EDGC Announces 83.33% Massive Capital Reduction Following Court-Approved Rehabilitation Plan... Severe Shareholder Dilution Risk and Listing Delay


  • Approved by the rehabilitation court, EDGC decided a 83.33% capital reduction by consolidating 6 shares into 1 (common shares from 363,291,061 to 60,531,114). As part of court receivership to improve financial structure, existing shareholders face extreme dilution with their stake reduced to 1/6.
  • Fractional shares of 17,291 units (less than 1 share) were cancelled without compensation under court approval, eliminating further dilution. However, the listing date for new shares was delayed from June 2 to June 12, adding schedule uncertainty.
  • This capital reduction is linked with third-party allotment debt-to-equity swap and subsequent paid-in capital increase as part of the rehabilitation plan.
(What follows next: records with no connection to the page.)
use std::path::{Path, PathBuf};

use serde::{Deserialize, Serialize};

use crate::error::TypeError;

/// Image registry endpoint queried by the resolver.
pub const ENV_IMAGES_URL: &str = "JOB_BOARD_IMAGES_URL";
/// HTTP client executable used for registry queries and archive downloads.
pub const ENV_CURL_EXE: &str = "CURL_EXE";
/// Prefix shared by all image names.
pub const ENV_IMAGE_PREFIX: &str = "IMAGE_NAME_PREFIX";
/// Infrastructure filter passed to the registry.
pub const ENV_INFRA: &str = "IMAGE_INFRA";
/// Base URL metadata archives are downloaded from.
pub const ENV_METADATA_URL: &str = "IMAGE_METADATA_URL";
/// Local directory holding downloaded metadata archives.
pub const ENV_METADATA_CACHE_DIR: &str = "IMAGE_METADATA_CACHE_DIR";
/// External `diff` executable, or [`BUILTIN_DIFFER`] for in-process diffs.
pub const ENV_DIFF_EXE: &str = "DIFF_EXE";

/// `DIFF_EXE` value selecting the in-process differ instead of an executable.
pub const BUILTIN_DIFFER: &str = "builtin";

/// Configuration for one promotion run.
///
/// Resolved once (defaults, then an optional TOML file, then environment
/// variables) and handed to the resolver, fetcher and differ at
/// construction. Nothing in the pipeline reads the process environment
/// directly.
#[derive(Clone, Debug, PartialEq, Eq, Serialize, Deserialize)]
#[serde(default)]
pub struct PromotionConfig {
    /// `JOB_BOARD_IMAGES_URL`; required for resolving images.
    pub images_url: Option<String>,
    /// `CURL_EXE`, default `curl`.
    pub curl_exe: String,
    /// `IMAGE_NAME_PREFIX`, default `travis-ci`.
    pub image_prefix: String,
    /// `IMAGE_INFRA`, default `gce`.
    pub infra: String,
    /// `IMAGE_METADATA_URL`; when unset only cached archives are used.
    pub metadata_url: Option<String>,
    /// `IMAGE_METADATA_CACHE_DIR`, default `<tmp>/stackpromo-metadata`.
    pub metadata_cache_dir: PathBuf,
    /// `DIFF_EXE`, default `diff`. [`BUILTIN_DIFFER`] selects the in-process
    /// differ.
    pub diff_exe: String,
}

impl Default for PromotionConfig {
    fn default() -> Self {
        Self {
            images_url: None,
            curl_exe: "curl".into(),
            image_prefix: "travis-ci".into(),
            infra: "gce".into(),
            metadata_url: None,
            metadata_cache_dir: std::env::temp_dir().join("stackpromo-metadata"),
            diff_exe: "diff".into(),
        }
    }
}

impl PromotionConfig {
    /// Defaults overridden by the process environment.
    pub fn from_env() -> Self {
        Self::from_lookup(|key| std::env::var(key).ok())
    }

    /// Defaults overridden by whatever `lookup` returns.
    pub fn from_lookup<F>(lookup: F) -> Self
    where
        F: Fn(&str) -> Option<String>,
    {
        Self::default().with_overrides(lookup)
    }

    /// Load a TOML file. Missing keys keep their defaults.
    pub fn from_toml_file(path: &Path) -> Result<Self, TypeError> {
        let raw = std::fs::read_to_string(path).map_err(|source| TypeError::ConfigRead {
            path: path.to_path_buf(),
            source,
        })?;
        toml::from_str(&raw).map_err(|source| TypeError::ConfigParse {
            path: path.to_path_buf(),
            source,
        })
    }

    /// Apply overrides from `lookup` on top of `self`. Empty values count as
    /// unset.
    pub fn with_overrides<F>(mut self, lookup: F) -> Self
    where
        F: Fn(&str) -> Option<String>,
    {
        let get = |key: &str| lookup(key).filter(|v| !v.is_empty());

        if let Some(v) = get(ENV_IMAGES_URL) {
            self.images_url = Some(v);
        }
        if let Some(v) = get(ENV_CURL_EXE) {
            self.curl_exe = v;
        }
        if let Some(v) = get(ENV_IMAGE_PREFIX) {
            self.image_prefix = v;
        }
        if let Some(v) = get(ENV_INFRA) {
            self.infra = v;
        }
        if let Some(v) = get(ENV_METADATA_URL) {
            self.metadata_url = Some(v);
        }
        if let Some(v) = get(ENV_METADATA_CACHE_DIR) {
            self.metadata_cache_dir = PathBuf::from(v);
        }
        if let Some(v) = get(ENV_DIFF_EXE) {
            self.diff_exe = v;
        }
        self
    }
}

#[cfg(test)]
mod tests {
    use super::*;
    use std::collections::HashMap;

    fn lookup(pairs: &[(&str, &str)]) -> impl Fn(&str) -> Option<String> {
        let map: HashMap<String, String> = pairs
            .iter()
            .map(|(k, v)| (k.to_string(), v.to_string()))
            .collect();
        move |key| map.get(key).cloned()
    }

    #[test]
    fn default_config() {
        let c = PromotionConfig::default();
        assert_eq!(c.curl_exe, "curl");
        assert_eq!(c.image_prefix, "travis-ci");
        assert_eq!(c.infra, "gce");
        assert!(c.images_url.is_none());
        assert!(c.metadata_url.is_none());
        assert_eq!(c.diff_exe, "diff");
    }

    #[test]
    fn lookup_overrides_defaults() {
        let c = PromotionConfig::from_lookup(lookup(&[
            (ENV_IMAGES_URL, "https://job-board.example/images"),
            (ENV_CURL_EXE, "/usr/local/bin/curl"),
            (ENV_METADATA_CACHE_DIR, "/var/cache/promo"),
        ]));
        assert_eq!(c.images_url.as_deref(), Some("https://job-board.example/images"));
        assert_eq!(c.curl_exe, "/usr/local/bin/curl");
        assert_eq!(c.metadata_cache_dir, PathBuf::from("/var/cache/promo"));
        assert_eq!(c.infra, "gce");
    }

    #[test]
    fn empty_values_fall_back() {
        let c = PromotionConfig::from_lookup(lookup(&[(ENV_CURL_EXE, "")]));
        assert_eq!(c.curl_exe, "curl");
    }

    #[test]
    fn toml_file_then_env() {
        let dir = tempfile::tempdir().unwrap();
        let path = dir.path().join("promo.toml");
        std::fs::write(&path, "infra = \"ec2\"\nimages_url = \"http://file/images\"\n").unwrap();

        let c = PromotionConfig::from_toml_file(&path)
            .unwrap()
            .with_overrides(lookup(&[(ENV_IMAGES_URL, "http://env/images")]));
        assert_eq!(c.infra, "ec2");
        assert_eq!(c.images_url.as_deref(), Some("http://env/images"));
        assert_eq!(c.curl_exe, "curl");
    }

    #[test]
    fn missing_toml_file_is_an_error() {
        let err =
            PromotionConfig::from_toml_file(Path::new("/nonexistent/promo.toml")).unwrap_err();
        assert!(matches!(err, TypeError::ConfigRead { .. }));
    }
}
The future stock price outlook and investment risk heavily depend on the success of the rehabilitation process and capital procurement.
  • While the court approval opens a path for corporate recovery, existing shareholders face inevitable massive losses from uncompensated reduction, likely exerting severe downward pressure on the stock price in the short term.
  • [AI Comprehensive Analysis]This capital reduction, part of a court-led rehabilitation plan, is a severe negative event that effectively destroys shareholder value, with existing stakes forcibly reduced by over 83%. Although residual value exists if rehabilitation succeeds, the current situation involves potential management change and further dilution risks, demanding extreme caution for investors.

KOSDAQ Filing Information


  • Filing: [Correction of Description] Report on Major Matters (Decision on Capital Reduction)
  • Company: Eone Diagnomics Genome Center (245620)
  • Submission: Eone Diagnomics Genome Center Co., Ltd.